The incident with Doja Cat is the latest in a string of events that have seen celebrities claw back their autonomy from the public space and assert that they’re neither public property nor friends with their fans. Last year, in an interview with Mav Carter, Tyler the Creator bitterly griped about how much obsessive fans get on his nerves. “Because of the internet, people don’t know personal boundaries no more,” he says “and everyone thinks it’s cute but we don’t know each other.” Chapelle Roan has also been at the forefront of this campaign to establish boundaries between celebrities and the public,railing against everyone from obsessive fans to parasitic media personnel.
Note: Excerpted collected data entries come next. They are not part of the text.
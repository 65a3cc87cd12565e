//! Error types used by the safe liblzma wrapper.

use std::fmt;

/// Type alias for `Result<T, Error>`.
pub type Result<T> = std::result::Result<T, Error>;

/// Error values returned by encoder/decoder operations.
#[derive(Debug, Clone, Copy, PartialEq, Eq)]
pub enum Error {
    /// Stream reached `LZMA_STREAM_END`; treated as success by callers.
    StreamEnd,

    /// Memory allocation failed (`LZMA_MEM_ERROR`).
    MemError,

    /// Configured memory limit was exceeded (`LZMA_MEMLIMIT_ERROR`).
    MemLimitError,

    /// Input bytes are not recognised (`LZMA_FORMAT_ERROR`).
    FormatError,

    /// Invalid encoder/decoder options (`LZMA_OPTIONS_ERROR`).
    OptionsError,

    /// Corrupted input (`LZMA_DATA_ERROR`).
    DataError,

    /// Not enough output space to make progress (`LZMA_BUF_ERROR`).
    BufError,

    /// Misuse of the liblzma API (`LZMA_PROG_ERROR`).
    ProgError,

    /// Integrity check type is not supported (`LZMA_UNSUPPORTED_CHECK`).
    UnsupportedCheck,

    /// Decoder requests a seek to a different input offset (`LZMA_SEEK_NEEDED`).
    ///
    /// Only returned by random-access decoders such as [`crate::FileInfoDecoder`].
    SeekNeeded,

    /// Fallback for error codes not known to this wrapper.
    Unknown(liblzma_sys::lzma_ret),
}

impl fmt::Display for Error {
    fn fmt(&self, f: &mut fmt::Formatter<'_>) -> fmt::Result {
        match self {
            Error::StreamEnd => write!(f, "End of stream reached"),
            Error::MemError => write!(f, "Memory allocation failed"),
            Error::MemLimitError => write!(f, "Memory usage limit was reached"),
            Error::FormatError => write!(f, "File format not recognized"),
            Error::OptionsError => write!(f, "Invalid or unsupported options"),
            Error::DataError => write!(f, "Data is corrupt"),
            Error::BufError => write!(f, "No progress is possible"),
            Error::ProgError => write!(f, "Programming error"),
            Error::UnsupportedCheck => write!(f, "Integrity check type is not supported"),
            Error::SeekNeeded => write!(f, "Decoder requests a seek to a different offset"),
            Error::Unknown(code) => write!(f, "Unknown error code: {code}"),
        }
    }
}

impl std::error::Error for Error {}

impl From<liblzma_sys::lzma_ret> for Error {
    fn from(ret: liblzma_sys::lzma_ret) -> Error {
        match ret {
            liblzma_sys::lzma_ret_LZMA_OK => unreachable!("LZMA_OK is treated as success"),
            liblzma_sys::lzma_ret_LZMA_STREAM_END => Error::StreamEnd,
            liblzma_sys::lzma_ret_LZMA_MEM_ERROR => Error::MemError,
            liblzma_sys::lzma_ret_LZMA_MEMLIMIT_ERROR => Error::MemLimitError,
            liblzma_sys::lzma_ret_LZMA_FORMAT_ERROR => Error::FormatError,
            liblzma_sys::lzma_ret_LZMA_OPTIONS_ERROR => Error::OptionsError,
            liblzma_sys::lzma_ret_LZMA_DATA_ERROR => Error::DataError,
            liblzma_sys::lzma_ret_LZMA_BUF_ERROR => Error::BufError,
            liblzma_sys::lzma_ret_LZMA_PROG_ERROR => Error::ProgError,
            liblzma_sys::lzma_ret_LZMA_UNSUPPORTED_CHECK => Error::UnsupportedCheck,
            liblzma_sys::lzma_ret_LZMA_SEEK_NEEDED => Error::SeekNeeded,
            other => Error::Unknown(other),
        }
    }
}

impl Error {
    /// Return the raw `lzma_ret` code for the current variant.
    pub fn to_raw(self) -> liblzma_sys::lzma_ret {
        match self {
            Error::StreamEnd => liblzma_sys::lzma_ret_LZMA_STREAM_END,
            Error::MemError => liblzma_sys::lzma_ret_LZMA_MEM_ERROR,
            Error::MemLimitError => liblzma_sys::lzma_ret_LZMA_MEMLIMIT_ERROR,
            Error::FormatError => liblzma_sys::lzma_ret_LZMA_FORMAT_ERROR,
            Error::OptionsError => liblzma_sys::lzma_ret_LZMA_OPTIONS_ERROR,
            Error::DataError => liblzma_sys::lzma_ret_LZMA_DATA_ERROR,
            Error::BufError => liblzma_sys::lzma_ret_LZMA_BUF_ERROR,
            Error::ProgError => liblzma_sys::lzma_ret_LZMA_PROG_ERROR,
            Error::UnsupportedCheck => liblzma_sys::lzma_ret_LZMA_UNSUPPORTED_CHECK,
            Error::SeekNeeded => liblzma_sys::lzma_ret_LZMA_SEEK_NEEDED,
            Error::Unknown(code) => code,
        }
    }
}

/// Translate a `liblzma` status code into a `Result`.
pub(crate) fn result_from_lzma_ret<T>(ret: liblzma_sys::lzma_ret, value: T) -> Result<T> {
    if ret == liblzma_sys::lzma_ret_LZMA_OK {
        Ok(value)
    } else {
        Err(ret.into())
    }
}

#[cfg(test)]
mod test {
    use super::*;

    /// Test conversion from all known `lzma_ret` codes to Error variants.
    #[test]
    fn test_lzma_error_from_all_known_codes() {
        let cases = [
            (liblzma_sys::lzma_ret_LZMA_STREAM_END, Error::StreamEnd),
            (liblzma_sys::lzma_ret_LZMA_MEM_ERROR, Error::MemError),
            (
                liblzma_sys::lzma_ret_LZMA_MEMLIMIT_ERROR,
                Error::MemLimitError,
            ),
            (liblzma_sys::lzma_ret_LZMA_FORMAT_ERROR, Error::FormatError),
            (
                liblzma_sys::lzma_ret_LZMA_OPTIONS_ERROR,
                Error::OptionsError,
            ),
            (liblzma_sys::lzma_ret_LZMA_DATA_ERROR, Error::DataError),
            (liblzma_sys::lzma_ret_LZMA_BUF_ERROR, Error::BufError),
            (liblzma_sys::lzma_ret_LZMA_PROG_ERROR, Error::ProgError),
            (
                liblzma_sys::lzma_ret_LZMA_UNSUPPORTED_CHECK,
                Error::UnsupportedCheck,
            ),
        ];

        for &(code, ref expected_variant) in &cases {
            let err = Error::from(code);
            assert_eq!(&err, expected_variant, "Failed for code: {code}");
        }
    }

    /// Test conversion from unknown `lzma_ret` code to [`Error::Unknown`].
    #[test]
    fn test_lzma_error_from_unknown_code() {
        let unknown_code = 12345;
        let err = Error::from(unknown_code);
        match err {
            Error::Unknown(code) => assert_eq!(code, unknown_code),
            _ => panic!("Expected Unknown variant"),
        }
    }

    /// Test that [`Error::from`] panics on `LZMA_OK`.
    #[test]
    #[should_panic(expected = "LZMA_OK is treated as success")]
    fn test_lzma_error_from_ok_panics() {
        let _ = Error::from(liblzma_sys::lzma_ret_LZMA_OK);
    }

    /// Test that [`Error::to_raw`] returns the correct `lzma_ret` code for each Error variant.
    #[test]
    fn test_lzma_error_to_raw_all_variants() {
        let cases = [
            (Error::StreamEnd, liblzma_sys::lzma_ret_LZMA_STREAM_END),
            (Error::MemError, liblzma_sys::lzma_ret_LZMA_MEM_ERROR),
            (
                Error::MemLimitError,
                liblzma_sys::lzma_ret_LZMA_MEMLIMIT_ERROR,
            ),
            (Error::FormatError, liblzma_sys::lzma_ret_LZMA_FORMAT_ERROR),
            (
                Error::OptionsError,
                liblzma_sys::lzma_ret_LZMA_OPTIONS_ERROR,
            ),
            (Error::DataError, liblzma_sys::lzma_ret_LZMA_DATA_ERROR),
            (Error::BufError, liblzma_sys::lzma_ret_LZMA_BUF_ERROR),
            (Error::ProgError, liblzma_sys::lzma_ret_LZMA_PROG_ERROR),
            (
                Error::UnsupportedCheck,
                liblzma_sys::lzma_ret_LZMA_UNSUPPORTED_CHECK,
            ),
            (Error::Unknown(42), 42),
        ];

        for &(ref variant, code) in &cases {
            assert_eq!(variant.to_raw(), code, "Failed for variant: {variant:?}");
        }
    }

    /// Test [`result_from_lzma_ret`] returns Ok for `LZMA_OK` and Err for error codes.
    #[test]
    fn test_result_from_lzma_ret_behavior() {
        let value = 123;
        let ok = result_from_lzma_ret(liblzma_sys::lzma_ret_LZMA_OK, value);
        assert_eq!(ok, Ok(value));

        let err_code = liblzma_sys::lzma_ret_LZMA_DATA_ERROR;
        let err = result_from_lzma_ret::<i32>(err_code, value);
        assert!(matches!(err, Err(Error::DataError)));
    }

    /// Test roundtrip: code -> Error -> code for all known and unknown codes.
    #[test]
    fn test_lzma_error_roundtrip_all_codes() {
        let codes = [
            liblzma_sys::lzma_ret_LZMA_STREAM_END,
            liblzma_sys::lzma_ret_LZMA_MEM_ERROR,
            liblzma_sys::lzma_ret_LZMA_MEMLIMIT_ERROR,
            liblzma_sys::lzma_ret_LZMA_FORMAT_ERROR,
            liblzma_sys::lzma_ret_LZMA_OPTIONS_ERROR,
            liblzma_sys::lzma_ret_LZMA_DATA_ERROR,
            liblzma_sys::lzma_ret_LZMA_BUF_ERROR,
            liblzma_sys::lzma_ret_LZMA_PROG_ERROR,
            liblzma_sys::lzma_ret_LZMA_UNSUPPORTED_CHECK,
            99999, // unknown code
        ];

        for &code in &codes {
            let error = Error::from(code);
            assert_eq!(error.to_raw(), code, "Roundtrip failed for code: {code}");
        }
    }
}
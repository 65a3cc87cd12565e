//! Resolved CLI configuration, the output of [`crate::opts::PixzOpts::config`]
//! and the input to [`crate::process::run`].

/// Operation an invocation performs, mirroring original pixz's `pixz_op_t`
/// (`examples/original_source/pixz.c`).
#[derive(Debug, Clone, Copy, PartialEq, Eq)]
pub enum Mode {
    /// Compress (write) a tar stream or raw bytes into an XZ container.
    Compress,
    /// Decompress the whole archive.
    Decompress,
    /// Decompress and extract only the named tar members.
    Extract,
    /// Print index contents without decompressing block payloads.
    List,
}

/// Fully resolved configuration for one `pixz` invocation.
#[derive(Debug, Clone)]
pub struct PixzConfig {
    /// Which operation to perform.
    pub mode: Mode,
    /// Input path, or `None` for stdin.
    pub input: Option<String>,
    /// Output path, or `None` for stdout (or auto-derived on write/read).
    pub output: Option<String>,
    /// Tar member specs to extract (`Mode::Extract` only).
    pub specs: Vec<Vec<u8>>,
    /// Whether to treat input as a tar archive (`-t` clears this).
    pub tar_mode: bool,
    /// Keep the input file after a successful run.
    pub keep: bool,
    /// Compression preset level 0..=9.
    pub level: u8,
    /// Whether to use the LZMA "extreme" preset variant (`-e`).
    pub extreme: bool,
    /// Worker thread cap (`-p`).
    pub threads: Option<u32>,
    /// Work-item pool size override (`-q`).
    pub pool_size: Option<u32>,
    /// Block-size fraction override (`-f`).
    pub block_fraction: Option<f64>,
    /// Verbose output.
    pub verbose: bool,
}
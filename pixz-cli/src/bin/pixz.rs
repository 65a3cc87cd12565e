//! `pixz`: parallel, indexed XZ compression utility.

use std::process::ExitCode;

use pixz_cli::error::InvocationError;
use pixz_cli::{process, PixzOpts};

fn main() -> ExitCode {
    let opts = PixzOpts::parse();
    let config = match opts.config() {
        Ok(config) => config,
        Err(err) => {
            let invocation = InvocationError::new(err, "pixz", None);
            eprintln!("{invocation}");
            return ExitCode::from(invocation.exit_code() as u8);
        }
    };

    match process::run(&config) {
        Ok(()) => ExitCode::SUCCESS,
        Err(err) => {
            let file = config.input.as_deref().map(std::path::Path::new);
            let invocation = InvocationError::new(err, "pixz", file);
            eprintln!("{invocation}");
            ExitCode::from(invocation.exit_code() as u8)
        }
    }
}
In a recent clip that is increasingly becoming viral, an exasperated Justin Bieber, parries paparazzi who had been hounding him. “It's not clocking to you that I’m standing on business,” he says as he wards them off. The clip has since been spun into a meme. However, its memeification belies the more serious undercurrent of theconversation, which is that celebrities are starting to reclaim their personhood from the public and if the excruciating unraveling of stars like Whitney Houston and Britney Spears in the aughts left us any message, it’s that relentlessly hounding celebrities is not without consequences; they're neither our friends nor family (except in the cases when they are); and encroaching on their boundaries is not just objectionable but dangerous.